Les avions d'observation utilisés doivent être équipés de capteurs qui permettent d’observer et d'identifier les équipements militaires importants, tels que l'artillerie, les avions de chasse et les véhicules blindés. Bien que les satellites puissent fournir des informations plus détaillées, les 34 États parties au traité n'ont pas tous ces capacités. Chaque pays utilise les avions qu’il souhaite mais ceux-ci doivent passer une inspection pré-vol avant la mission.

La déclaration du Département d’état évoque les points suivants pour le retrait américain. La Russie a refusé l'accès aux vols d'observation dans un couloir de 10 kilomètres le long de sa frontière avec les régions géorgiennes sous contrôle de la Russie, l'Abkhazie et l'Ossétie du Sud. La désignation par la Russie d'un aérodrome de ravitaillement en Crimée, n’a pas pu être accepté par les USA qui ne reconnaissent pas l’annexion de cette partie du territoire ukrainien. La Russie a également restreint les vols au-dessus de Kaliningrad, malgré le fait que cette enclave soit devenue le lieu d'une importante concentration de matériels militaires, y compris des missiles à courte portée nucléaire.
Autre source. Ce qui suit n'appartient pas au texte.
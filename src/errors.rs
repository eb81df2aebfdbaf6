use thiserror::Error;

#[derive(Error, Debug)]
pub enum VigilError {
    #[error("Configuration error: {message}")]
    Config { message: String },

    #[error("Stream unavailable: {message}")]
    StreamUnavailable { message: String },

    #[error("Detector error: {message}")]
    Detector { message: String },

    #[error("Recorder IO error: {message}")]
    RecorderIo { message: String },

    #[error("Transcode error: {message}")]
    Transcode { message: String },

    #[error("MQTT error: {message}")]
    Mqtt { message: String },

    #[error("IO error: {source}")]
    Io {
        #[from]
        source: std::io::Error,
    },

    #[error("URL parse error: {source}")]
    UrlParse {
        #[from]
        source: url::ParseError,
    },

    #[error("JSON error: {source}")]
    Json {
        #[from]
        source: serde_json::Error,
    },

    #[error("TOML error: {source}")]
    Toml {
        #[from]
        source: toml::de::Error,
    },

    #[error("HTTP error: {source}")]
    Http {
        #[from]
        source: reqwest::Error,
    },

    #[error("MQTT client error: {source}")]
    MqttClient {
        #[from]
        source: rumqttc::ClientError,
    },

    #[error("Database error: {source}")]
    Database {
        #[from]
        source: sqlx::Error,
    },

    #[error("Image error: {source}")]
    Image {
        #[from]
        source: image::ImageError,
    },
}

impl VigilError {
    pub fn config(message: impl Into<String>) -> Self {
        Self::Config { message: message.into() }
    }

    pub fn stream_unavailable(message: impl Into<String>) -> Self {
        Self::StreamUnavailable { message: message.into() }
    }

    pub fn detector(message: impl Into<String>) -> Self {
        Self::Detector { message: message.into() }
    }

    pub fn recorder_io(message: impl Into<String>) -> Self {
        Self::RecorderIo { message: message.into() }
    }

    pub fn transcode(message: impl Into<String>) -> Self {
        Self::Transcode { message: message.into() }
    }

    pub fn mqtt(message: impl Into<String>) -> Self {
        Self::Mqtt { message: message.into() }
    }
}

pub type Result<T> = std::result::Result<T, VigilError>;
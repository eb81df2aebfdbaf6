use std::time::Duration;
use serde::{Deserialize, Deserializer};
use crate::errors::{Result, VigilError};

/// Parse a duration string like "500ms", "1s", "30s", "10m" into a std Duration
pub fn parse_duration(s: &str) -> Result<Duration> {
    let s = s.trim();
    if s.is_empty() {
        return Err(VigilError::config("Empty duration string"));
    }

    let duration = humantime::parse_duration(s)
        .map_err(|e| VigilError::config(format!("Invalid duration '{}': {}", s, e)))?;

    if duration.is_zero() {
        return Err(VigilError::config("Duration must be positive"));
    }

    Ok(duration)
}

/// Serde adapter for duration fields written as humantime strings
pub fn deserialize_duration<'de, D>(deserializer: D) -> std::result::Result<Duration, D::Error>
where
    D: Deserializer<'de>,
{
    let raw = String::deserialize(deserializer)?;
    parse_duration(&raw).map_err(serde::de::Error::custom)
}

/// Interval between frames for a frames-per-second rate; non-positive rates fall back to 1 fps
pub fn frame_interval(fps: f32) -> Duration {
    if fps.is_finite() && fps > 0.0 {
        Duration::from_secs_f64(1.0 / fps as f64)
    } else {
        Duration::from_secs(1)
    }
}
En 2019, la Russie a refusé de manière injustifiée un vol d'observation commun aux États-Unis et au Canada au cours d'un important exercice militaire russe.

Les USA avaient envisagé de quitter le traité à la suite d’une interdiction du gouvernement russe, d’autoriser un vol le 14 avril 2014. Plus de 1 500 vols ont été effectués en vertu du traité, et le retrait de ce mécanisme est un coup dur pour la sécurité de l’Europe.selon le Département d'état, cette décision pourrait être reconsidérée si la Russie revient au plein respect du Traité. 
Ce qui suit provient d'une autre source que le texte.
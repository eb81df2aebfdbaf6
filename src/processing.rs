use std::sync::Arc;
use bytes::Bytes;
use image::codecs::jpeg::JpegEncoder;
use image::{GrayImage, Luma, Rgb, RgbImage};
use serde::{Deserialize, Serialize};
use tokio::sync::watch;
use tracing::info;

use crate::errors::{Result, VigilError};
use crate::frame::{DetectionResult, Frame};

const ANNOTATION_JPEG_QUALITY: u8 = 85;
const BOX_COLOR: Rgb<u8> = Rgb([0, 255, 0]);
const BOX_THICKNESS: u32 = 2;

/// Active per-frame processing strategy, shared by all cameras
#[derive(Debug, Clone, Copy, PartialEq, Eq, Default, Serialize, Deserialize, clap::ValueEnum)]
#[serde(rename_all = "lowercase")]
pub enum ProcessingMode {
    /// Pass frames through untouched
    None,
    /// Run the detector pool and drive recordings
    #[default]
    Human,
    /// Foreground mask from background subtraction
    Motion,
}

impl ProcessingMode {
    /// Only detection-capable modes feed the buffer and the recording state machine
    pub fn is_detection_capable(self) -> bool {
        matches!(self, ProcessingMode::Human)
    }
}

impl std::fmt::Display for ProcessingMode {
    fn fmt(&self, f: &mut std::fmt::Formatter<'_>) -> std::fmt::Result {
        match self {
            ProcessingMode::None => write!(f, "none"),
            ProcessingMode::Human => write!(f, "human"),
            ProcessingMode::Motion => write!(f, "motion"),
        }
    }
}

/// Handle for switching the processing mode at runtime.
///
/// Loops hold a receiver and read the current mode once per frame, so a switch
/// takes effect on the next frame of every camera.
#[derive(Clone)]
pub struct ModeSwitch {
    tx: Arc<watch::Sender<ProcessingMode>>,
}

impl ModeSwitch {
    pub fn new(initial: ProcessingMode) -> Self {
        let (tx, _) = watch::channel(initial);
        Self { tx: Arc::new(tx) }
    }

    /// Returns the mode that was replaced
    pub fn set(&self, mode: ProcessingMode) -> ProcessingMode {
        let previous = self.tx.send_replace(mode);
        if previous != mode {
            info!("Processing mode switched from {} to {}", previous, mode);
        }
        previous
    }

    pub fn current(&self) -> ProcessingMode {
        *self.tx.borrow()
    }

    pub fn subscribe(&self) -> watch::Receiver<ProcessingMode> {
        self.tx.subscribe()
    }
}

fn encode_jpeg<I>(image: &I) -> Result<Bytes>
where
    I: image::GenericImageView,
    I::Pixel: image::PixelWithColorType,
{
    let mut out = Vec::new();
    JpegEncoder::new_with_quality(&mut out, ANNOTATION_JPEG_QUALITY).encode_image(image)?;
    Ok(Bytes::from(out))
}

fn draw_rect(image: &mut RgbImage, detection: &DetectionResult) {
    let (width, height) = image.dimensions();
    if width == 0 || height == 0 {
        return;
    }
    let clamp_x = |v: f32| (v.max(0.0) as u32).min(width - 1);
    let clamp_y = |v: f32| (v.max(0.0) as u32).min(height - 1);
    let (x0, x1) = (clamp_x(detection.bbox.xmin), clamp_x(detection.bbox.xmax));
    let (y0, y1) = (clamp_y(detection.bbox.ymin), clamp_y(detection.bbox.ymax));
    if x0 > x1 || y0 > y1 {
        return;
    }

    for t in 0..BOX_THICKNESS {
        for x in x0..=x1 {
            image.put_pixel(x, (y0 + t).min(y1), BOX_COLOR);
            image.put_pixel(x, y1.saturating_sub(t).max(y0), BOX_COLOR);
        }
        for y in y0..=y1 {
            image.put_pixel((x0 + t).min(x1), y, BOX_COLOR);
            image.put_pixel(x1.saturating_sub(t).max(x0), y, BOX_COLOR);
        }
    }
}

/// Draw a rectangle for every detection onto the frame and re-encode it
pub fn annotate(frame: &Frame, detections: &[DetectionResult]) -> Result<Frame> {
    if detections.is_empty() {
        return Ok(frame.clone());
    }
    let mut image = image::load_from_memory(&frame.data)?.to_rgb8();
    for detection in detections {
        draw_rect(&mut image, detection);
    }
    Ok(frame.with_data(encode_jpeg(&image)?))
}

/// Running-average background subtraction producing a binary foreground mask
pub struct MotionMask {
    background: Vec<f32>,
    dimensions: (u32, u32),
    learning_rate: f32,
    threshold: f32,
}

impl MotionMask {
    pub fn new() -> Self {
        Self {
            background: Vec::new(),
            dimensions: (0, 0),
            learning_rate: 0.05,
            threshold: 25.0,
        }
    }

    pub fn process(&mut self, frame: &Frame) -> Result<Frame> {
        let gray = image::load_from_memory(&frame.data)?.to_luma8();
        let dimensions = gray.dimensions();
        if dimensions.0 == 0 || dimensions.1 == 0 {
            return Err(VigilError::detector("empty image"));
        }

        if dimensions != self.dimensions {
            self.dimensions = dimensions;
            self.background = gray.pixels().map(|p| p.0[0] as f32).collect();
        }

        let mut mask = GrayImage::new(dimensions.0, dimensions.1);
        for ((pixel, background), out) in gray
            .pixels()
            .zip(self.background.iter_mut())
            .zip(mask.pixels_mut())
        {
            let value = pixel.0[0] as f32;
            *out = if (value - *background).abs() > self.threshold {
                Luma([255])
            } else {
                Luma([0])
            };
            *background += (value - *background) * self.learning_rate;
        }

        Ok(frame.with_data(encode_jpeg(&mask)?))
    }
}

impl Default for MotionMask {
    fn default() -> Self {
        Self::new()
    }
}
PHOTO : avion TU-154M LK - 1 au-dessus du territoire américain
Ministry of Defence of the Russian Federation 

20 mai 2020

Le Sénégal a réceptionné ses premiers avions d’entrainement coréens KT-1.




Le Sénégal a pris livraison de ses deux premiers appareils biplaces de formation KT-1S construit par la société Korea Aerospace Industries (KAI). En 2016, le pays d’Afrique de l’ouest a passé une commande de quatre appareils d’entrainement.Les deux appareils ont été livres le 3 avril selon la firme sud-coréenne pour pouvoir participer à la fête nationale sénégalaise. Les deux derniers appareils seront livrés avant le mois d’octobre 2020. Il est à noter qu’il s’agit de la première exportation de matériel militaire de la Corée en Afrique.

Le KT-1 est équipé du turbopropulseur  PT6A-62 de Pratt & Whitney Canada développant 950 ch et offrant une vitesse de pointe de 648 km/h. La formation des pilotes et mécaniciens a été conduite en Corée. Le KT-1 est un avion de formation mais peut être configuré pour des missions d'attaque légère et désigné KA-1. Sous cette forme, il est équipé de nacelles, de bombes, de roquettes et de missiles Sidewinder AIM-9.

Le Sénégal est engagé depuis plusieurs années dans la reconstruction de son Armée de l’air. Le nouveau chef d’état-major général des armées, le général Birane Diop en est d’ailleurs membre. En 2018, le Sénégal avait commandé quatre avions L-39NG auprès de la république Tchèque. Ceux-ci seront équipés de missiles Sidewinder AIM-9L pour une capacité air-air et disposeront de cinq points d’emport pour de l’armement. En 2014, la France avait fait don de avions d’entrainement quatre Epsilon au Sénégal puis deux autres en mai 2019.

Au-delà de ses appareils d’entrainement et d’appui au sol, l’armée de l’air dispose de d’un Casa 235 et d’un Fokker F-27. Un Casa 212 assure les missions de surveillance maritime. Pour remplacer certains appareils anciens, un Casa CN-235 et un NC-212i sont en commande.